New York Times reports president asked top advisors if he had options to hit main Iranian nuclear sites to halt enrichment, but was warned it could lead to wider conflict

Illustrative: In this image provided by the U.S. Navy, the guided-missile destroyer USS Porter (DDG 78) launches a tomahawk land attack missile in the Mediterranean Sea, April 7, 2017 (Mass Communication Specialist 3rd Class Ford Williams/U.S. Navy via AP)
Illustrative: In this image provided by the U.S. Navy, the guided-missile destroyer USS Porter (DDG 78) launches a tomahawk land attack missile in the Mediterranean Sea, April 7, 2017 (Mass Communication Specialist 3rd Class Ford Williams/U.S. Navy via AP)

 

US President Donald Trump convened top advisors last week to ask if he had options to strike Iranian nuclear sites during his last weeks in office, but was dissuaded with warnings it could lead to a wider conflict, the New York Times reported Monday.

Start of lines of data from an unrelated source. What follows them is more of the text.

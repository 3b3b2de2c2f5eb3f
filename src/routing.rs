use std::thread;
use std::time::{Duration, Instant};

use log::debug;
use serde::Deserialize;

use crate::data::Coordinate;
use crate::errors::{Error, Result};

#[derive(Deserialize, Debug, Clone)]
pub struct RoutingConfig {
    #[serde(default = "default_base_url")]
    pub base_url: String,
    #[serde(default = "default_profile")]
    pub profile: String,
    #[serde(default = "default_timeout_secs")]
    pub timeout_secs: u64,
    #[serde(default = "default_min_request_interval_ms")]
    pub min_request_interval_ms: u64,
}

impl Default for RoutingConfig {
    fn default() -> Self {
        RoutingConfig {
            base_url: default_base_url(),
            profile: default_profile(),
            timeout_secs: default_timeout_secs(),
            min_request_interval_ms: default_min_request_interval_ms(),
        }
    }
}

fn default_base_url() -> String {
    "http://router.project-osrm.org".to_string()
}

fn default_profile() -> String {
    "driving".to_string()
}

fn default_timeout_secs() -> u64 {
    30
}

fn default_min_request_interval_ms() -> u64 {
    500
}

/// Travel distance and time for one origin-destination pair.
#[derive(Debug, Clone, Copy, PartialEq)]
pub struct RouteLeg {
    pub distance_m: f64,
    pub duration_s: f64,
}

pub trait RouteService {
    fn route(&self, origin: Coordinate, destination: Coordinate) -> Result<RouteLeg>;
}

#[derive(Deserialize)]
struct OsrmResponse {
    code: String,
    #[serde(default)]
    message: Option<String>,
    #[serde(default)]
    routes: Vec<OsrmRoute>,
}

#[derive(Deserialize)]
struct OsrmRoute {
    #[serde(default)]
    legs: Vec<OsrmLeg>,
}

#[derive(Deserialize)]
struct OsrmLeg {
    distance: Option<f64>,
    duration: Option<f64>,
}

/// Pulls the first leg of the first route out of an OSRM `route` response.
pub fn parse_osrm_response(body: &str) -> Result<RouteLeg> {
    let response: OsrmResponse = serde_json::from_str(body)
        .map_err(|err| Error::routing(format!("malformed response: {}", err)))?;

    if response.code != "Ok" {
        return Err(Error::routing(format!(
            "service answered '{}': {}",
            response.code,
            response.message.unwrap_or_default()
        )));
    }

    let leg = response.routes.first()
        .and_then(|route| route.legs.first())
        .ok_or_else(|| Error::routing("response holds no route legs"))?;

    let distance_m = leg.distance.ok_or_else(|| Error::routing("leg has no distance"))?;
    let duration_s = leg.duration.ok_or_else(|| Error::routing("leg has no duration"))?;

    if !(distance_m >= 0.0 && duration_s >= 0.0) {
        return Err(Error::routing(format!(
            "leg has invalid values: distance {} m, duration {} s",
            distance_m, duration_s
        )));
    }

    Ok(RouteLeg { distance_m, duration_s })
}

/// Error for a non-success HTTP status. OSRM explains refusals such as
/// `NoRoute` or `InvalidQuery` in a JSON body, which is kept when present.
pub fn status_error(status: u16, body: &str) -> Error {
    match serde_json::from_str::<OsrmResponse>(body) {
        Ok(response) => Error::routing(format!(
            "status {}: service answered '{}': {}",
            status,
            response.code,
            response.message.unwrap_or_default()
        )),
        Err(_) => Error::routing(format!("status {}", status)),
    }
}

pub struct OsrmClient {
    agent: ureq::Agent,
    base_url: String,
    profile: String,
}

impl OsrmClient {
    pub fn new(config: &RoutingConfig) -> OsrmClient {
        let agent = ureq::AgentBuilder::new()
            .timeout(Duration::from_secs(config.timeout_secs))
            .user_agent(concat!("edge_table/", env!("CARGO_PKG_VERSION")))
            .build();
        OsrmClient {
            agent,
            base_url: config.base_url.trim_end_matches('/').to_string(),
            profile: config.profile.clone(),
        }
    }

    /// OSRM wants `lon,lat` pairs.
    pub fn route_url(&self, origin: Coordinate, destination: Coordinate) -> String {
        format!(
            "{}/route/v1/{}/{},{};{},{}?overview=false",
            self.base_url, self.profile, origin.lon, origin.lat, destination.lon, destination.lat
        )
    }
}

impl RouteService for OsrmClient {
    fn route(&self, origin: Coordinate, destination: Coordinate) -> Result<RouteLeg> {
        let url = self.route_url(origin, destination);
        debug!(url = url.as_str(); "Requesting route");

        let response = match self.agent.get(&url).call() {
            Ok(response) => response,
            Err(ureq::Error::Status(status, response)) => {
                let body = response.into_string().unwrap_or_default();
                return Err(status_error(status, &body));
            },
            Err(err) => return Err(err.into()),
        };
        let body = response.into_string()
            .map_err(|err| Error::routing(format!("could not read response body: {}", err)))?;

        parse_osrm_response(&body)
    }
}

/// Keeps successive calls to the routing service at least `interval` apart.
pub struct Pacer {
    interval: Duration,
    last: Option<Instant>,
}

impl Pacer {
    pub fn new(interval: Duration) -> Pacer {
        Pacer {
            interval,
            last: None,
        }
    }

    /// Blocks until the interval since the previous call has passed. The first
    /// call never waits.
    pub fn wait(&mut self) {
        if let Some(last) = self.last {
            let elapsed = last.elapsed();
            if elapsed < self.interval {
                thread::sleep(self.interval - elapsed);
            }
        }
        self.last = Some(Instant::now());
    }
}

#[cfg(test)]
mod tests {
    use super::*;
    use crate::errors::ErrorKind;

    #[test]
    fn parses_first_leg() {
        let body = r#"{
            "code": "Ok",
            "routes": [
                { "legs": [ { "distance": 1234.5, "duration": 98.7, "summary": "" } ],
                  "distance": 1234.5, "duration": 98.7 },
                { "legs": [ { "distance": 1.0, "duration": 1.0 } ] }
            ],
            "waypoints": []
        }"#;
        let leg = parse_osrm_response(body).unwrap();
        assert_eq!(leg, RouteLeg { distance_m: 1234.5, duration_s: 98.7 });
    }

    #[test]
    fn status_error_keeps_service_reason() {
        let err = status_error(400, r#"{"code":"NoRoute","message":"Impossible route between points"}"#);
        assert_eq!(err.kind, ErrorKind::RoutingService);
        assert!(err.message.contains("400"));
        assert!(err.message.contains("NoRoute"));
        assert!(err.message.contains("Impossible route between points"));

        let err = status_error(502, "<html>Bad Gateway</html>");
        assert_eq!(err.kind, ErrorKind::RoutingService);
        assert_eq!(err.message, "status 502");
    }

    #[test]
    fn rejects_error_code() {
        let body = r#"{ "code": "NoRoute", "message": "Impossible route between points" }"#;
        let err = parse_osrm_response(body).unwrap_err();
        assert_eq!(err.kind, ErrorKind::RoutingService);
        assert!(err.message.contains("NoRoute"));
    }

    #[test]
    fn rejects_missing_fields() {
        for body in [
            r#"{ "code": "Ok" }"#,
            r#"{ "code": "Ok", "routes": [] }"#,
            r#"{ "code": "Ok", "routes": [ { "legs": [] } ] }"#,
            r#"{ "code": "Ok", "routes": [ { "legs": [ { "duration": 4.0 } ] } ] }"#,
            r#"{ "code": "Ok", "routes": [ { "legs": [ { "distance": 4.0 } ] } ] }"#,
            r#"{ "code": "Ok", "routes": [ { "legs": [ { "distance": -4.0, "duration": 1.0 } ] } ] }"#,
            r#"<html>Bad Gateway</html>"#,
        ] {
            let err = parse_osrm_response(body).unwrap_err();
            assert_eq!(err.kind, ErrorKind::RoutingService, "{}", body);
        }
    }

    #[test]
    fn keeps_zero_duration_for_caller() {
        let body = r#"{ "code": "Ok", "routes": [ { "legs": [ { "distance": 0.0, "duration": 0.0 } ] } ] }"#;
        let leg = parse_osrm_response(body).unwrap();
        assert_eq!(leg.duration_s, 0.0);
    }

    #[test]
    fn url_uses_lon_lat_order() {
        let client = OsrmClient::new(&RoutingConfig {
            base_url: "http://localhost:5000/".to_string(),
            ..RoutingConfig::default()
        });
        let url = client.route_url(Coordinate::new(59.0, 18.0), Coordinate::new(59.01, 18.02));
        assert_eq!(url, "http://localhost:5000/route/v1/driving/18,59;18.02,59.01?overview=false");
    }

    #[test]
    fn pacer_spaces_calls() {
        let mut pacer = Pacer::new(Duration::from_millis(30));
        let start = Instant::now();
        pacer.wait();
        assert!(start.elapsed() < Duration::from_millis(30));
        pacer.wait();
        pacer.wait();
        assert!(start.elapsed() >= Duration::from_millis(60));
    }

    #[test]
    fn zero_interval_never_sleeps() {
        let mut pacer = Pacer::new(Duration::ZERO);
        let start = Instant::now();
        for _ in 0..100 {
            pacer.wait();
        }
        assert!(start.elapsed() < Duration::from_millis(50));
    }
}
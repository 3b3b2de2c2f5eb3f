use log::debug;
use regex::Regex;
use serde::Deserialize;

use crate::errors::{Error, Result};

pub const DEFAULT_CAPACITY: u32 = 1000;

/// One line of the capacity table as written in the config file.
#[derive(Deserialize, Debug, Clone)]
pub struct CapacityRuleConfig {
    pub label: String,
    pub pattern: String,
    pub capacity: u32,
}

#[derive(Deserialize, Debug, Clone)]
pub struct CapacityConfig {
    #[serde(default = "default_rules")]
    pub rules: Vec<CapacityRuleConfig>,
    #[serde(default = "default_capacity")]
    pub default_capacity: u32,
}

impl Default for CapacityConfig {
    fn default() -> Self {
        CapacityConfig {
            rules: default_rules(),
            default_capacity: DEFAULT_CAPACITY,
        }
    }
}

fn default_capacity() -> u32 {
    DEFAULT_CAPACITY
}

fn default_rules() -> Vec<CapacityRuleConfig> {
    [
        ("motorway", "E4|E18|E20", 2000),
        ("secondary_arterial", "^(27|22)", 1200),
        ("urban", "^(75|73)", 800),
    ]
        .into_iter()
        .map(|(label, pattern, capacity)| CapacityRuleConfig {
            label: label.to_string(),
            pattern: pattern.to_string(),
            capacity,
        })
        .collect()
}

#[derive(Debug, Clone)]
pub struct CapacityRule {
    pub label: String,
    pattern: Regex,
    pub capacity: u32,
}

/// Name-based throughput heuristic in vehicles per hour. Rules are tried in
/// order and the first pattern that matches the edge name wins.
#[derive(Debug, Clone)]
pub struct CapacityTable {
    rules: Vec<CapacityRule>,
    default_capacity: u32,
}

impl CapacityTable {
    pub fn from_config(config: &CapacityConfig) -> Result<Self> {
        let mut rules = Vec::with_capacity(config.rules.len());
        for rule in &config.rules {
            let pattern = Regex::new(&rule.pattern)
                .map_err(|err| Error::from(err).context(format!("capacity rule '{}'", rule.label)))?;
            rules.push(CapacityRule {
                label: rule.label.clone(),
                pattern,
                capacity: rule.capacity,
            });
        }
        Ok(CapacityTable {
            rules,
            default_capacity: config.default_capacity,
        })
    }

    /// The rule that applies to `edge_name`, if any.
    pub fn matching_rule(&self, edge_name: &str) -> Option<&CapacityRule> {
        self.rules.iter().find(|rule| rule.pattern.is_match(edge_name))
    }

    pub fn capacity(&self, edge_name: &str) -> u32 {
        match self.matching_rule(edge_name) {
            Some(rule) => {
                debug!(edge = edge_name, rule = rule.label.as_str(), capacity = rule.capacity; "Matched capacity rule");
                rule.capacity
            },
            None => {
                debug!(edge = edge_name, capacity = self.default_capacity; "No capacity rule matched, using default");
                self.default_capacity
            },
        }
    }
}

#[cfg(test)]
mod tests {
    use super::*;
    use crate::errors::ErrorKind;

    fn builtin() -> CapacityTable {
        CapacityTable::from_config(&CapacityConfig::default()).unwrap()
    }

    #[test]
    fn builtin_rules() {
        let table = builtin();
        assert_eq!(table.capacity("E4"), 2000);
        assert_eq!(table.capacity("Motorway E18 north"), 2000);
        assert_eq!(table.capacity("E20"), 2000);
        assert_eq!(table.capacity("275 Ringroad"), 1200);
        assert_eq!(table.capacity("222"), 1200);
        assert_eq!(table.capacity("73 Local"), 800);
        assert_eq!(table.capacity("75"), 800);
        assert_eq!(table.capacity("Unnamed"), 1000);
        assert_eq!(table.capacity(""), 1000);
    }

    #[test]
    fn prefix_rules_only_match_at_start() {
        let table = builtin();
        assert_eq!(table.capacity("Road 27"), 1000);
        assert_eq!(table.capacity("Route 73"), 1000);
    }

    #[test]
    fn motorway_rule_wins_over_prefix() {
        let table = builtin();
        assert_eq!(table.capacity("27 E4 link"), 2000);
        assert_eq!(table.matching_rule("27 E4 link").map(|r| r.label.as_str()), Some("motorway"));
    }

    #[test]
    fn matching_rule_names_the_winning_label() {
        let table = builtin();
        let label = |name: &str| table.matching_rule(name).map(|r| r.label.as_str());
        assert_eq!(label("E18"), Some("motorway"));
        assert_eq!(label("275 Ringroad"), Some("secondary_arterial"));
        assert_eq!(label("73 Local"), Some("urban"));
        assert_eq!(label("Unnamed"), None);
    }

    #[test]
    fn custom_rules_and_default() {
        let config: CapacityConfig = serde_json::from_str(r#"{
            "rules": [
                { "label": "ring", "pattern": "(?i)ring", "capacity": 1500 }
            ],
            "default_capacity": 600
        }"#).unwrap();
        let table = CapacityTable::from_config(&config).unwrap();
        assert_eq!(table.capacity("275 Ringroad"), 1500);
        assert_eq!(table.capacity("E4"), 600);
    }

    #[test]
    fn missing_keys_fall_back_to_builtin() {
        let config: CapacityConfig = serde_json::from_str("{}").unwrap();
        let table = CapacityTable::from_config(&config).unwrap();
        assert_eq!(table.capacity("E18"), 2000);
        assert_eq!(table.capacity("Unnamed"), 1000);
    }

    #[test]
    fn invalid_pattern_is_config_error() {
        let config = CapacityConfig {
            rules: vec![CapacityRuleConfig {
                label: "broken".into(),
                pattern: "(".into(),
                capacity: 1,
            }],
            default_capacity: DEFAULT_CAPACITY,
        };
        let err = CapacityTable::from_config(&config).unwrap_err();
        assert_eq!(err.kind, ErrorKind::Config);
        assert!(err.message.contains("broken"));
    }
}
#![allow(dead_code, clippy::unwrap_used, clippy::panic_in_result_fn)]

use masking::{ExposeInterface, Mask, Maskable, PeekInterface, Secret, StrongSecret};

#[test]
fn basic_secret() {
    #[derive(Clone, Debug, serde::Serialize, PartialEq, Eq)]
    struct Composite {
        secret_number: Secret<i64>,
        not_secret: String,
    }

    let composite = Composite {
        secret_number: Secret::new(1029),
        not_secret: "not secret".to_string(),
    };

    // debug is masked
    let got = format!("{composite:?}");
    assert!(!got.contains("1029"));
    assert!(got.contains("not secret"));

    // serialization exposes the raw value
    let json = serde_json::to_string(&composite).unwrap();
    assert!(json.contains("1029"));

    // peek and expose
    assert_eq!(composite.secret_number.peek(), &1029);
    assert_eq!(composite.secret_number.clone().expose(), 1029);
}

#[test]
fn masked_serialize_hides_secrets() {
    #[derive(Debug, serde::Serialize)]
    struct Payload {
        card_holder: Secret<String>,
        amount: i64,
        tags: Vec<String>,
    }

    let payload = Payload {
        card_holder: Secret::new("John Doe".to_string()),
        amount: 100,
        tags: vec!["a".to_string()],
    };

    let masked = masking::masked_serialize(&payload).unwrap();
    let text = masked.to_string();
    assert!(!text.contains("John Doe"));
    assert_eq!(masked["amount"], serde_json::json!(100));
    assert_eq!(masked["tags"], serde_json::json!(["a"]));
}

#[test]
fn strong_secret_eq_and_debug() {
    let lhs: StrongSecret<String> = StrongSecret::new("top secret".to_string());
    let rhs: StrongSecret<String> = StrongSecret::new("top secret".to_string());
    assert_eq!(lhs, rhs);
    assert_eq!("*** alloc::string::String ***", format!("{lhs:?}"));
}

#[test]
fn maskable_headers() {
    let masked: Maskable<String> = "api-key-value".to_string().into_masked();
    let normal: Maskable<String> = "application/json".into();

    assert!(masked.is_masked());
    assert!(!normal.is_masked());
    assert!(!format!("{masked:?}").contains("api-key-value"));
    assert_eq!(masked.into_inner(), "api-key-value");
}

#[test]
fn secret_deserialize_roundtrip() {
    let secret: Secret<String> = serde_json::from_str(r#""hunter2""#).unwrap();
    assert_eq!(secret.peek(), "hunter2");
}
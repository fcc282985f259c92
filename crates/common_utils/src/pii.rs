//! Personal Identifiable Information wrappers.

use masking::Secret;

/// Alias for secret JSON values such as connector metadata.
pub type SecretSerdeValue = Secret<serde_json::Value>;
use common_enums::{CaptureMethod, Currency};
use common_utils::{
    errors::{CustomResult, ValidationError},
    types::MinorUnit,
};
use error_stack::report;
use masking::Secret;

use crate::payment_method_data::PaymentMethodData;

#[derive(Debug, Clone)]
pub struct PaymentsAuthorizeData {
    pub payment_method_data: PaymentMethodData,
    pub minor_amount: MinorUnit,
    pub currency: Currency,
    pub confirm: bool,
    pub capture_method: Option<CaptureMethod>,
    pub statement_descriptor: Option<String>,
    pub customer_id: Option<String>,
    pub email: Option<Secret<String>>,
    pub metadata: Option<serde_json::Value>,
}

#[derive(Debug, Clone)]
pub struct PaymentsCaptureData {
    pub minor_amount_to_capture: MinorUnit,
    pub currency: Currency,
    pub connector_transaction_id: String,
}

#[derive(Debug, Clone)]
pub struct PaymentsCancelData {
    pub connector_transaction_id: String,
    pub cancellation_reason: Option<String>,
    pub minor_amount: Option<MinorUnit>,
    pub currency: Option<Currency>,
}

#[derive(Debug, Clone)]
pub struct RefundsData {
    pub refund_id: String,
    pub connector_transaction_id: String,
    pub minor_refund_amount: MinorUnit,
    pub currency: Currency,
    pub reason: Option<String>,
}

/// Identifier assigned by the connector for a transaction, referenced by
/// later capture/refund/void calls.
#[derive(Debug, Clone, Default, serde::Deserialize, serde::Serialize)]
pub enum ResponseId {
    ConnectorTransactionId(String),
    EncodedData(String),
    #[default]
    NoResponseId,
}

impl ResponseId {
    pub fn get_connector_transaction_id(&self) -> CustomResult<String, ValidationError> {
        match self {
            Self::ConnectorTransactionId(txn_id) => Ok(txn_id.to_string()),
            _ => Err(report!(ValidationError::IncorrectValueProvided {
                field_name: "connector_transaction_id"
            })),
        }
    }
}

Trump convened top officials on Thursday, a day after the UN nuclear watchdog said Iran had stockpiled more than 12 times more enriched uranium than the 2015 nuclear deal allows, the Times reported, citing four current and former US officials.

Among those present were Vice President Mike Pence; Secretary of State Mike Pompeo; acting defense secretary Christopher C. Miller; and Gen. Mark A. Milley, the chairman of the Joint Chiefs of Staff, the report said.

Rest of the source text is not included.